October marked the second consecutive month in which the annual rate of inflation eased, but it is still expected to be only a temporary respite for households as rises in energy and mortgage interest costs are set to push up the inflation rate.

Households face jump in inflation rate

The latest consumer price index published yesterday by the CSO detailed a 1.2% year-on-year rise in October, following on from annualised increases of 1.6% in September and 2% in August.

October’s prices decreased by 0.1% on a month-by-month basis, but transport, clothing/footwear, energy and education costs showed notable increases, while energy and education represented the main annualised rises.

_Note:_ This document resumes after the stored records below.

//! smsgate core library: decode frames from a serial cellular module, route them to
//! typed handlers, keep SMS records, correlate send results, and fan notifications out
//! to chat webhooks and email. Used by the CLI.

pub mod background;
pub mod channels;
pub mod config;
pub mod device;
pub mod gateway;
pub mod init;
pub mod modem;
pub mod routing;
pub mod serial;
pub mod store;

“In all, while October’s decline in the rate of inflation was good news for households, our sense is that this respite is unlikely to endure given announced hikes in transport and mortgage interest costs, which will put upward pressure on the inflation rate over the coming months,” said NCB Stockbrokers’ chief economist Philip O’Sullivan.

“Energy prices will put upward pressure on the index. Increases in electricity and natural gas prices were due in October. However, energy prices increased by just 0.1% on the month and 1.2% on the year in October. So, the full effects of the planned price increases have yet to appear in the index,” said David McNamara, of Davy Stockbrokers, who expects overall inflation of 1.9% for 2012 before an easing to 1.2% next year.

Energy remains the biggest contributor to the overall inflation rate, with household energy bills increasing by 9% annually. Energy product prices were up by 0.7%, on a monthly basis, in October, but rose by 10.4% in the month on a year-on-year basis. Housing costs (including water, electricity, gas and other fuels) rose by 1.2% on a monthly basis, but were down by over 3% annually.

According to Goodbody Stockbrokers’ economist Juliet Tennent, domestic price pressures remain subdued, aside from areas exposed to reduced Government spending. “Weakness in the labour market and the lack of credit will continue to act as a headwind to discretionary consumer spending,” she said.

That said, Davy Stockbrokers is forecasting a significant easing in the decline in consumer spending over the next 12 months, with 2012’s anticipated -1.9% level easing to a -0.5% level next year.